I tried to prove this statement for a non-empty set $A$
$$A ~~\text{finite or countably infinite} ~\Leftrightarrow~ \exists\varphi : \mathbb{N} \rightarrow A ~~\text{surj}.$$
The $\Rightarrow$ is pretty straight forward and does not involve my question, so I will only go over what I came up with for the other direction.
Proof (by contradiction) We know that there exists a surjection $\varphi : \mathbb{N} \rightarrow A$ . So for every $a \in A$ the set $\varphi^{-1} (a)$ is non-empty. Since, by assumption, $A$ is not finite, the axiom of choice is needed to choose one element out of every $\varphi^{-1} (a)$ . Collecting those and putting them into $N \subset \mathbb{N}$ , $\varphi$ induces a bijection $N \rightarrow A$ which contradicts $A$ not being countably infinite (or finite).

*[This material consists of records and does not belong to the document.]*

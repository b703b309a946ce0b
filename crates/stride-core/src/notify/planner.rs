use super::messages::{MessageKind, DEFAULT_MESSAGE};
use super::policy::{NoSendReason, NotificationPolicy, PlannedSend, CLASSIFICATION_DAYS};
use super::sink::NotificationSink;
use crate::behavior::BehaviorAnalyzer;
use crate::clock::Calendar;
use crate::diagnostics::{Diagnostics, NonFatal};
use crate::error::CoreError;
use crate::history::DEFAULT_WINDOW_DAYS;
use crate::models::{CompletionEvent, HistoryEntry, OwnerKey};
use crate::store::{TaskRecord, TaskStore};
use crate::streak::current_streak;
use chrono::{DateTime, Utc};
use serde_json::{json, Value};
use std::sync::{Arc, Mutex};

/// What the planner reads about a user.
pub trait BehaviorSource: Send + Sync {
    fn owner(&self) -> &OwnerKey;
    /// Trailing `days` of history ending today, ascending.
    fn recent_history(&self, days: u32) -> Result<Vec<HistoryEntry>, CoreError>;
    fn completion_events(&self) -> Vec<CompletionEvent>;
    fn pending_tasks(&self) -> usize;
}

impl<R: TaskRecord> BehaviorSource for TaskStore<R> {
    fn owner(&self) -> &OwnerKey {
        TaskStore::owner(self)
    }

    fn recent_history(&self, days: u32) -> Result<Vec<HistoryEntry>, CoreError> {
        Ok(self.history_window(days))
    }

    fn completion_events(&self) -> Vec<CompletionEvent> {
        TaskStore::completion_events(self)
    }

    fn pending_tasks(&self) -> usize {
        self.pending_count()
    }
}

#[derive(Debug, Clone, PartialEq)]
pub struct Notification {
    pub title: String,
    pub body: String,
    pub kind: MessageKind,
    pub data: Value,
    pub delay: Option<std::time::Duration>,
}

#[derive(Debug, Clone, PartialEq)]
pub enum Plan {
    Skip {
        reason: NoSendReason,
        next: Option<PlannedSend>,
    },
    NothingPending,
    Send(Notification),
}

#[derive(Debug, Clone, PartialEq)]
pub struct TickOutcome {
    pub plan: Plan,
    /// Set when the sink accepted the notification.
    pub delivery_id: Option<String>,
}

/// One notification tick: evaluate, compose, deliver.
pub struct NotificationPlanner {
    policy: NotificationPolicy,
    analyzer: BehaviorAnalyzer,
    calendar: Calendar,
    sink: Arc<dyn NotificationSink>,
    diagnostics: Arc<dyn Diagnostics>,
    rng: Mutex<fastrand::Rng>,
    history_days: u32,
}

impl NotificationPlanner {
    pub fn new(
        policy: NotificationPolicy,
        calendar: Calendar,
        sink: Arc<dyn NotificationSink>,
        diagnostics: Arc<dyn Diagnostics>,
    ) -> Self {
        Self {
            policy,
            analyzer: BehaviorAnalyzer::new(calendar),
            calendar,
            sink,
            diagnostics,
            rng: Mutex::new(fastrand::Rng::new()),
            history_days: DEFAULT_WINDOW_DAYS,
        }
    }

    pub fn with_rng(mut self, rng: fastrand::Rng) -> Self {
        self.rng = Mutex::new(rng);
        self
    }

    pub fn with_history_days(mut self, days: u32) -> Self {
        self.history_days = days.max(CLASSIFICATION_DAYS);
        self
    }

    pub fn policy(&self) -> &NotificationPolicy {
        &self.policy
    }

    /// Decides what would be sent at `now` without delivering anything.
    pub fn plan(&self, source: &dyn BehaviorSource, now: DateTime<Utc>) -> Plan {
        let mut rng = self.rng.lock().unwrap_or_else(|e| e.into_inner());
        if let Err(reason) = self.policy.check(now) {
            return Plan::Skip {
                reason,
                next: self.policy.plan_next(now, &mut rng),
            };
        }
        let pending = source.pending_tasks();
        if pending == 0 {
            return Plan::NothingPending;
        }

        let user_id = source.owner().user_id().to_string();
        let (message, history) = match source.recent_history(self.history_days) {
            Ok(history) => {
                let today = self.calendar.local_date(now);
                let streak = current_streak(&history, today);
                let week_start = history.len().saturating_sub(CLASSIFICATION_DAYS as usize);
                let family = NotificationPolicy::classify(&history[week_start..], streak);
                tracing::debug!(user_id = %user_id, ?family, streak, "message family chosen");
                (family.pick(&mut rng), history)
            }
            Err(err) => {
                self.diagnostics
                    .report(NonFatal::MessageFallback(err.to_string()));
                (DEFAULT_MESSAGE, Vec::new())
            }
        };

        let pattern = self
            .analyzer
            .analyze_with_events(&user_id, &history, &source.completion_events());
        let optimal_hour = pattern.peak_hour().unwrap_or_else(|| self.calendar.hour(now));
        let optimal_day = pattern
            .peak_weekday()
            .unwrap_or_else(|| self.calendar.weekday_index(now));

        Plan::Send(Notification {
            title: message.title.to_string(),
            body: message.body.to_string(),
            kind: message.kind,
            data: json!({
                "type": message.kind,
                "userId": user_id,
                "pendingTasks": pending,
                "optimalHour": optimal_hour,
                "optimalDay": optimal_day,
            }),
            delay: None,
        })
    }

    /// Plans and, when there is something to send, hands it to the sink.
    /// Delivery failures are reported and swallowed.
    pub async fn tick(&self, source: &dyn BehaviorSource, now: DateTime<Utc>) -> TickOutcome {
        let plan = self.plan(source, now);
        let delivery_id = match &plan {
            Plan::Send(notification) => self.deliver(notification).await,
            Plan::Skip { reason, .. } => {
                tracing::debug!(%reason, "notification skipped");
                None
            }
            Plan::NothingPending => None,
        };
        TickOutcome { plan, delivery_id }
    }

    async fn deliver(&self, notification: &Notification) -> Option<String> {
        let result = self
            .sink
            .schedule(
                &notification.title,
                &notification.body,
                notification.data.clone(),
                notification.delay,
            )
            .await;
        match result {
            Ok(id) => Some(id),
            Err(err) => {
                self.diagnostics.report(NonFatal::Delivery(err));
                None
            }
        }
    }
}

Now I have 3 questions (aside from is the proof correct?)
- Is the usage of the axiom of choice correct?
- Is the axiom needed to get one element out of every $\varphi^{-1} (a)$ ?
- Is there a proof of this statment that does not rely on the axiom of choice?
No choice is needed here.
The reason is that the natural numbers are well ordered. So every surjection from the natural numbers can be split: choose the least integer from each fiber.
Finally, by enumerating a set of natural numbers we get that every subset of the natural numbers is finite or countable. And so the result follows.